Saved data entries

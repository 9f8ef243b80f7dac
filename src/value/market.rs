//! Market-wide views: consensus, win/place spread, contrarian plays

use super::{edge, PricedEntrant};
use crate::config::ValueConfig;
use serde::Serialize;

#[derive(Debug, Clone, Copy, PartialEq, Eq, Serialize)]
pub enum FavouriteBias {
    Heavy,
    Moderate,
    Balanced,
    Unknown,
}

#[derive(Debug, Clone, PartialEq, Serialize)]
pub struct MarketConsensus {
    pub bias: FavouriteBias,
    /// Share of entrants at or below favourite odds
    pub favourite_concentration: f64,
    /// `1 / (1 + std / 2)`
    pub confidence: f64,
    /// `max(0, 1 - std / (max - min))`
    pub strength: f64,
}

/// How concentrated the market is on its favourites. Needs 3+ valid prices.
pub fn market_consensus(odds: &[f64], config: &ValueConfig) -> MarketConsensus {
    let valid: Vec<f64> = odds.iter().copied().filter(|o| o.is_finite() && *o > 0.0).collect();
    if valid.len() < 3 {
        return MarketConsensus {
            bias: FavouriteBias::Unknown,
            favourite_concentration: 0.0,
            confidence: 0.0,
            strength: 0.0,
        };
    }

    let n = valid.len() as f64;
    let favourites = valid.iter().filter(|o| **o <= config.favourite_odds).count();
    let concentration = favourites as f64 / n;

    let mean = valid.iter().sum::<f64>() / n;
    let std = (valid.iter().map(|o| (o - mean).powi(2)).sum::<f64>() / n).sqrt();
    let max = valid.iter().copied().fold(f64::MIN, f64::max);
    let min = valid.iter().copied().fold(f64::MAX, f64::min);

    let bias = if concentration > 0.4 {
        FavouriteBias::Heavy
    } else if concentration < 0.2 {
        FavouriteBias::Balanced
    } else {
        FavouriteBias::Moderate
    };

    // identical prices: perfect agreement
    let strength = if max > min { (1.0 - std / (max - min)).max(0.0) } else { 1.0 };

    MarketConsensus {
        bias,
        favourite_concentration: concentration,
        confidence: 1.0 / (1.0 + std / 2.0),
        strength,
    }
}

#[derive(Debug, Clone, PartialEq, Serialize)]
pub struct SpreadAnalysis {
    pub spread: f64,
    /// Relative deviation from the expected spread, capped at 1
    pub anomaly: f64,
    pub unusual: bool,
}

/// Win/place price spread against the expected `ratio * win_odds`
pub fn win_place_spread(
    win_odds: f64,
    place_odds: f64,
    config: &ValueConfig,
) -> Option<SpreadAnalysis> {
    if !(win_odds > 0.0 && place_odds > 0.0) {
        return None;
    }
    let spread = win_odds - place_odds;
    let expected = win_odds * config.expected_place_ratio;
    let anomaly = if expected != 0.0 { (spread - expected).abs() / expected } else { 0.0 };
    Some(SpreadAnalysis {
        spread,
        anomaly: anomaly.min(1.0),
        unusual: anomaly > 0.2,
    })
}

/// Entrant the model rates well above the market
#[derive(Debug, Clone, PartialEq, Serialize)]
pub struct ContrarianPlay {
    pub entrant_id: String,
    pub model_probability: f64,
    pub market_odds: f64,
    pub implied_probability: f64,
    pub discrepancy: f64,
    pub expected_value: f64,
}

/// Entrants whose model probability beats the implied one by more than the
/// undervalued threshold, largest discrepancy first
pub fn contrarian_plays(entrants: &[PricedEntrant], config: &ValueConfig) -> Vec<ContrarianPlay> {
    let mut plays: Vec<ContrarianPlay> = entrants
        .iter()
        .filter_map(|e| {
            let odds = e.odds.filter(|o| *o > 0.0)?;
            let implied = 1.0 / odds;
            let discrepancy = e.probability - implied;
            (discrepancy > config.undervalued_threshold).then(|| ContrarianPlay {
                entrant_id: e.entrant_id.clone(),
                model_probability: e.probability,
                market_odds: odds,
                implied_probability: implied,
                discrepancy,
                expected_value: edge(e.probability, odds),
            })
        })
        .collect();
    plays.sort_by(|a, b| b.discrepancy.total_cmp(&a.discrepancy));
    plays
}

Exercise goal: Every single line of the data above must be set down again exactly.

Written solution:
repository 9f8ef243b80f7dac
filename src/value/market.rs
//! Market-wide views: consensus, win/place spread, contrarian plays

use super::{edge, PricedEntrant};
use crate::config::ValueConfig;
use serde::Serialize;

#[derive(Debug, Clone, Copy, PartialEq, Eq, Serialize)]
pub enum FavouriteBias {
    Heavy,
    Moderate,
    Balanced,
    Unknown,
}

#[derive(Debug, Clone, PartialEq, Serialize)]
pub struct MarketConsensus {
    pub bias: FavouriteBias,
    /// Share of entrants at or below favourite odds
    pub favourite_concentration: f64,
    /// `1 / (1 + std / 2)`
    pub confidence: f64,
    /// `max(0, 1 - std / (max - min))`
    pub strength: f64,
}

/// How concentrated the market is on its favourites. Needs 3+ valid prices.
pub fn market_consensus(odds: &[f64], config: &ValueConfig) -> MarketConsensus {
    let valid: Vec<f64> = odds.iter().copied().filter(|o| o.is_finite() && *o > 0.0).collect();
    if valid.len() < 3 {
        return MarketConsensus {
            bias: FavouriteBias::Unknown,
            favourite_concentration: 0.0,
            confidence: 0.0,
            strength: 0.0,
        };
    }

    let n = valid.len() as f64;
    let favourites = valid.iter().filter(|o| **o <= config.favourite_odds).count();
    let concentration = favourites as f64 / n;

    let mean = valid.iter().sum::<f64>() / n;
    let std = (valid.iter().map(|o| (o - mean).powi(2)).sum::<f64>() / n).sqrt();
    let max = valid.iter().copied().fold(f64::MIN, f64::max);
    let min = valid.iter().copied().fold(f64::MAX, f64::min);

    let bias = if concentration > 0.4 {
        FavouriteBias::Heavy
    } else if concentration < 0.2 {
        FavouriteBias::Balanced
    } else {
        FavouriteBias::Moderate
    };

    // identical prices: perfect agreement
    let strength = if max > min { (1.0 - std / (max - min)).max(0.0) } else { 1.0 };

    MarketConsensus {
        bias,
        favourite_concentration: concentration,
        confidence: 1.0 / (1.0 + std / 2.0),
        strength,
    }
}

#[derive(Debug, Clone, PartialEq, Serialize)]
pub struct SpreadAnalysis {
    pub spread: f64,
    /// Relative deviation from the expected spread, capped at 1
    pub anomaly: f64,
    pub unusual: bool,
}

/// Win/place price spread against the expected `ratio * win_odds`
pub fn win_place_spread(
    win_odds: f64,
    place_odds: f64,
    config: &ValueConfig,
) -> Option<SpreadAnalysis> {
    if !(win_odds > 0.0 && place_odds > 0.0) {
        return None;
    }
    let spread = win_odds - place_odds;
    let expected = win_odds * config.expected_place_ratio;
    let anomaly = if expected != 0.0 { (spread - expected).abs() / expected } else { 0.0 };
    Some(SpreadAnalysis {
        spread,
        anomaly: anomaly.min(1.0),
        unusual: anomaly > 0.2,
    })
}

/// Entrant the model rates well above the market
#[derive(Debug, Clone, PartialEq, Serialize)]
pub struct ContrarianPlay {
    pub entrant_id: String,
    pub model_probability: f64,
    pub market_odds: f64,
    pub implied_probability: f64,
    pub discrepancy: f64,
    pub expected_value: f64,
}

/// Entrants whose model probability beats the implied one by more than the
/// undervalued threshold, largest discrepancy first
pub fn contrarian_plays(entrants: &[PricedEntrant], config: &ValueConfig) -> Vec<ContrarianPlay> {
    let mut plays: Vec<ContrarianPlay> = entrants
        .iter()
        .filter_map(|e| {
            let odds = e.odds.filter(|o| *o > 0.0)?;
            let implied = 1.0 / odds;
            let discrepancy = e.probability - implied;
            (discrepancy > config.undervalued_threshold).then(|| ContrarianPlay {
                entrant_id: e.entrant_id.clone(),
                model_probability: e.probability,
                market_odds: odds,
                implied_probability: implied,
                discrepancy,
                expected_value: edge(e.probability, odds),
            })
        })
        .collect();
    plays.sort_by(|a, b| b.discrepancy.total_cmp(&a.discrepancy));
    plays
}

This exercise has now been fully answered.